Mexico has now entered into Phase 3 of the coronavirus lockdown, the highest level mandated by the government as the spread of the virus intensifies, with nonessential businesses shuttered and social distancing measures and movement restrictions in place until May 30.

Cases have soared in Mexico, to 16,752 as of Wednesday, from barely 1,000 at the start of April. It’s the fourth highest case count in Latin America behind Brazil (74,493), Peru (33,931), and Ecuador (24,258), according to Johns Hopkins University. Mexico’s death toll of 1,569 is second only to Brazil’s 5,158 in Latin America.

But officials have suggested the true number could be many times that; some private hospitals in Mexico City have reportedly reached capacity, and have had to turn away patients due to a lack of ventilators.

Meanwhile economic projections for the country are dire. Already in a recession, the International Monetary Fund (IMF) expects Mexico’s gross domestic product (GDP) to contract by 6.6% in 2020, second worst in Latin America behind only Venezuela.

On Wednesday, the U.S. Commerce Department said that GDP in the United States fell by 4.8% in the first quarter, and Mexico’s economy is deeply intertwined with its northern neighbors. Mexico sends some 75% of its exports to the United States.

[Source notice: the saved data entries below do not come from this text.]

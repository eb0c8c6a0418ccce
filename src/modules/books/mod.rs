pub mod models;
pub mod routes;
pub mod store;

use async_trait::async_trait;
use axum::Router;
use serde_json::json;
use shelf_db::Database;
use shelf_kernel::{InitCtx, Migration, Module};

use crate::utils::envelope_response;

/// Book catalogue mounted under `/api/books`
pub struct BooksModule {
    db: Database,
}

impl BooksModule {
    pub fn new(db: Database) -> Self {
        Self { db }
    }
}

#[async_trait]
impl Module for BooksModule {
    fn name(&self) -> &'static str {
        "books"
    }

    async fn init(&self, ctx: &InitCtx<'_>) -> anyhow::Result<()> {
        tracing::info!(
            module = self.name(),
            environment = ?ctx.settings.environment,
            "books module initialized"
        );
        Ok(())
    }

    fn routes(&self) -> Router {
        routes::router(self.db.clone())
    }

    fn openapi(&self) -> Option<serde_json::Value> {
        let id_param = json!([{
            "name": "id",
            "in": "path",
            "required": true,
            "schema": { "type": "integer", "format": "int64" }
        }]);
        let book_body = json!({
            "required": true,
            "content": {
                "application/json": {
                    "schema": { "$ref": "#/components/schemas/BookPayload" }
                }
            }
        });

        Some(json!({
            "paths": {
                "/": {
                    "get": {
                        "summary": "List books",
                        "tags": ["Books"],
                        "responses": {
                            "200": envelope_response("Every book, or data 0 when the table is empty"),
                            "500": envelope_response("Internal server error")
                        }
                    },
                    "post": {
                        "summary": "Create a book",
                        "tags": ["Books"],
                        "requestBody": book_body.clone(),
                        "responses": {
                            "201": envelope_response("Created book including its id"),
                            "400": envelope_response("title or author missing"),
                            "500": envelope_response("Internal server error")
                        }
                    }
                },
                "/{id}": {
                    "get": {
                        "summary": "Get a book",
                        "tags": ["Books"],
                        "parameters": id_param.clone(),
                        "responses": {
                            "200": envelope_response("The book"),
                            "400": envelope_response("id is not an integer"),
                            "404": envelope_response("No such book")
                        }
                    },
                    "put": {
                        "summary": "Overwrite a book",
                        "tags": ["Books"],
                        "parameters": id_param.clone(),
                        "requestBody": book_body,
                        "responses": {
                            "200": envelope_response("Updated"),
                            "400": envelope_response("title or author missing"),
                            "404": envelope_response("No such book")
                        }
                    },
                    "delete": {
                        "summary": "Delete a book",
                        "tags": ["Books"],
                        "parameters": id_param,
                        "responses": {
                            "200": envelope_response("Deleted"),
                            "404": envelope_response("No such book")
                        }
                    }
                },
                "/delete": {
                    "delete": {
                        "summary": "Delete several books",
                        "tags": ["Books"],
                        "requestBody": {
                            "required": true,
                            "content": {
                                "application/json": {
                                    "schema": { "$ref": "#/components/schemas/BatchDelete" }
                                }
                            }
                        },
                        "responses": {
                            "200": envelope_response("Message carries the number of ids requested"),
                            "400": envelope_response("book_ids missing or empty")
                        }
                    }
                },
                "/delete-all-books": {
                    "delete": {
                        "summary": "Delete every book",
                        "tags": ["Books"],
                        "responses": {
                            "200": envelope_response("Table emptied"),
                            "500": envelope_response("Internal server error")
                        }
                    }
                }
            },
            "components": {
                "schemas": {
                    "Book": {
                        "type": "object",
                        "properties": {
                            "id": { "type": "integer", "format": "int64" },
                            "title": { "type": "string" },
                            "author": { "type": "string" }
                        },
                        "required": ["id", "title", "author"]
                    },
                    "BookPayload": {
                        "type": "object",
                        "properties": {
                            "title": { "type": "string" },
                            "author": { "type": "string" }
                        },
                        "required": ["title", "author"]
                    },
                    "BatchDelete": {
                        "type": "object",
                        "properties": {
                            "book_ids": {
                                "type": "array",
                                "items": { "type": "integer", "format": "int64" }
                            }
                        },
                        "required": ["book_ids"]
                    }
                }
            }
        }))
    }

    fn migrations(&self) -> Vec<Migration> {
        vec![Migration {
            id: "001_create_books",
            up: store::CREATE_BOOKS_TABLE,
        }]
    }

    async fn stop(&self) -> anyhow::Result<()> {
        tracing::info!(module = self.name(), "books module stopped");
        Ok(())
    }
}

/// Create a new instance of the books module
pub fn create_module(db: &Database) -> std::sync::Arc<dyn Module> {
    std::sync::Arc::new(BooksModule::new(db.clone()))
}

The U.S.-Mexico border has been shut to all non-essential travel since April 20 and the bilateral order is set to remain in place until May 19.

With this as a backdrop, Mexico’s Consejo Coordinador Empresarial (CCE) this week organized a virtual meeting with representatives of the government, businessmen and industry groups to discuss the importance of slowly reopening closed supply chain industries while keeping strict social distancing and hygiene measures in place.

The president of Mexican industrial group Confederación de Cámaras Industriales de los Estados Unidos Mexicanos (Concamin), Francisco Cervantes Díaz, said that it was crucial to understand and maintain Mexico’s key role in the supply chain in the global economy.

“We are the eleventh largest economy in the world, the fourth largest auto producer, the fifteenth largest export economy and the leading trading partner of the United States,” he said, adding that it was also an essential source of labor for Mexico’s workforce.

Opposition Senator Verónica Martínez García of the Partido Revolucionario Institucional (PRI) said that confusion existed around what was considered as an ”essential’ business. “Many activities which have been classified as nonessential really are indispensable.”

Shuttered industries have also taken their toll on the natural gas market, with gas demand on the Sistrangas national pipeline system down 10-20%, and natural gas imports from the United States off some 500 MMcf/d, or about 10%.

Since early April, immediately after Phase 1 of the coronavirus contingency plan began, Mexican imports from the United States have dropped to below the 4.7 Bcf/d mark, according to Genscape Inc., compared to a year-to-date average as of late March, or right before stay-at-home measures were put in place, of slightly above 5.2 Bcf/d.

“Yes, other factors were at play during the April 2-17 period, such as programmed maintenance works and the Semana Santa holiday week,” Genscape analyst Ricardo Falcon told NGI’s Mexico GPI. “However, from April 18 onward, the weakness we see in total imports can be largely attributed to demand destruction caused by the pandemic.”

During an earnings call last week, Infraestructura Energética Nova (IEnova) CEO Tania Ortiz said that some industrial customers receiving gas in Mexico had indicated difficulties due to the economic impacts of the coronavirus shutdown and that IEnova wanted to “work together with our customers through this hard time.”

Mexico’s president Andrés Manuel López Obrador, sticking to his pledge of austerity, meanwhile has been criticized for not doing enough to bolster the economy during unprecedented times. The IMF has said that of all the countries in Latin America and the Caribbean, only the Bahamas is spending less than Mexico on economic stimulus in the face of Covid-19.

During his daily press conference Wednesday morning, López Obrador said that there were sufficient hospital beds in the country and that 700 additional ventilators would arrive by the end of May.

He added that his administration “had begun discussions” with private industry and representatives from the United States and Canada on plans for economic reopening.